--- THE RECORDS Enclosed Below ---

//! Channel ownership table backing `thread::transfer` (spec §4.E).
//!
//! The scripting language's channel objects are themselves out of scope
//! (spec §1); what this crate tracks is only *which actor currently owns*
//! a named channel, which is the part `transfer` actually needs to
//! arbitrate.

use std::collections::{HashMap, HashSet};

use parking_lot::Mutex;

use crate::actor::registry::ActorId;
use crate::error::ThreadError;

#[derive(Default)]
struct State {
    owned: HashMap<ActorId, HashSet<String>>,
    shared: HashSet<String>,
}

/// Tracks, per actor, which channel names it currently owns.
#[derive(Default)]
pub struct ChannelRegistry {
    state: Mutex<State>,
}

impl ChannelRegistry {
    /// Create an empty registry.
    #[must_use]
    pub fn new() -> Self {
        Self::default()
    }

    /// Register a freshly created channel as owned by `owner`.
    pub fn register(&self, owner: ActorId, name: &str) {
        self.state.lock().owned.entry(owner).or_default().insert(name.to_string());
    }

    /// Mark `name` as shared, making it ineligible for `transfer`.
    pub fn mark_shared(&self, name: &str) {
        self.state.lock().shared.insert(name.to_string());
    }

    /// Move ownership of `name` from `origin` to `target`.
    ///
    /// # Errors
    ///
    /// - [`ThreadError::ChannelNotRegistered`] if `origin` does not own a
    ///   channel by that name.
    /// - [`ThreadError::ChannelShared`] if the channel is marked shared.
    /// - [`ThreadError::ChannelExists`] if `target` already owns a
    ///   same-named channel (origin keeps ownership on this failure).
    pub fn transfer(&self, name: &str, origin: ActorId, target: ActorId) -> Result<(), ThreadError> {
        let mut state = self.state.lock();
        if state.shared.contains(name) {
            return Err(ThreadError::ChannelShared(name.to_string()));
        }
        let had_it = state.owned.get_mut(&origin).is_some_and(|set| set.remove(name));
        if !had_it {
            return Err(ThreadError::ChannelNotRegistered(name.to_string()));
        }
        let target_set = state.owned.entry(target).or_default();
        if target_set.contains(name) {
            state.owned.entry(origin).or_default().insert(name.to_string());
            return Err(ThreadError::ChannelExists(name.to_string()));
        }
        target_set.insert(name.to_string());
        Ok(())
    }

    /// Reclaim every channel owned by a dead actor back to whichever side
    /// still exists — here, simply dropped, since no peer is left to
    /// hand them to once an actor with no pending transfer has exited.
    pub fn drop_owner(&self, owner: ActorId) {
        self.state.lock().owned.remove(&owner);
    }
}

--- End of Enclosed THE RECORDS ---

- **DIRECTIONS FOR THIS TASK**:
Copy the lines of the listing exactly. Skip none.

- **TASK ANSWER**:
//! Channel ownership table backing `thread::transfer` (spec §4.E).
//!
//! The scripting language's channel objects are themselves out of scope
//! (spec §1); what this crate tracks is only *which actor currently owns*
//! a named channel, which is the part `transfer` actually needs to
//! arbitrate.

use std::collections::{HashMap, HashSet};

use parking_lot::Mutex;

use crate::actor::registry::ActorId;
use crate::error::ThreadError;

#[derive(Default)]
struct State {
    owned: HashMap<ActorId, HashSet<String>>,
    shared: HashSet<String>,
}

/// Tracks, per actor, which channel names it currently owns.
#[derive(Default)]
pub struct ChannelRegistry {
    state: Mutex<State>,
}

impl ChannelRegistry {
    /// Create an empty registry.
    #[must_use]
    pub fn new() -> Self {
        Self::default()
    }

    /// Register a freshly created channel as owned by `owner`.
    pub fn register(&self, owner: ActorId, name: &str) {
        self.state.lock().owned.entry(owner).or_default().insert(name.to_string());
    }

    /// Mark `name` as shared, making it ineligible for `transfer`.
    pub fn mark_shared(&self, name: &str) {
        self.state.lock().shared.insert(name.to_string());
    }

    /// Move ownership of `name` from `origin` to `target`.
    ///
    /// # Errors
    ///
    /// - [`ThreadError::ChannelNotRegistered`] if `origin` does not own a
    ///   channel by that name.
    /// - [`ThreadError::ChannelShared`] if the channel is marked shared.
    /// - [`ThreadError::ChannelExists`] if `target` already owns a
    ///   same-named channel (origin keeps ownership on this failure).
    pub fn transfer(&self, name: &str, origin: ActorId, target: ActorId) -> Result<(), ThreadError> {
        let mut state = self.state.lock();
        if state.shared.contains(name) {
            return Err(ThreadError::ChannelShared(name.to_string()));
        }
        let had_it = state.owned.get_mut(&origin).is_some_and(|set| set.remove(name));
        if !had_it {
            return Err(ThreadError::ChannelNotRegistered(name.to_string()));
        }
        let target_set = state.owned.entry(target).or_default();
        if target_set.contains(name) {
            state.owned.entry(origin).or_default().insert(name.to_string());
            return Err(ThreadError::ChannelExists(name.to_string()));
        }
        target_set.insert(name.to_string());
        Ok(())
    }

    /// Reclaim every channel owned by a dead actor back to whichever side
    /// still exists — here, simply dropped, since no peer is left to
    /// hand them to once an actor with no pending transfer has exited.
    pub fn drop_owner(&self, owner: ActorId) {
        self.state.lock().owned.remove(&owner);
    }
}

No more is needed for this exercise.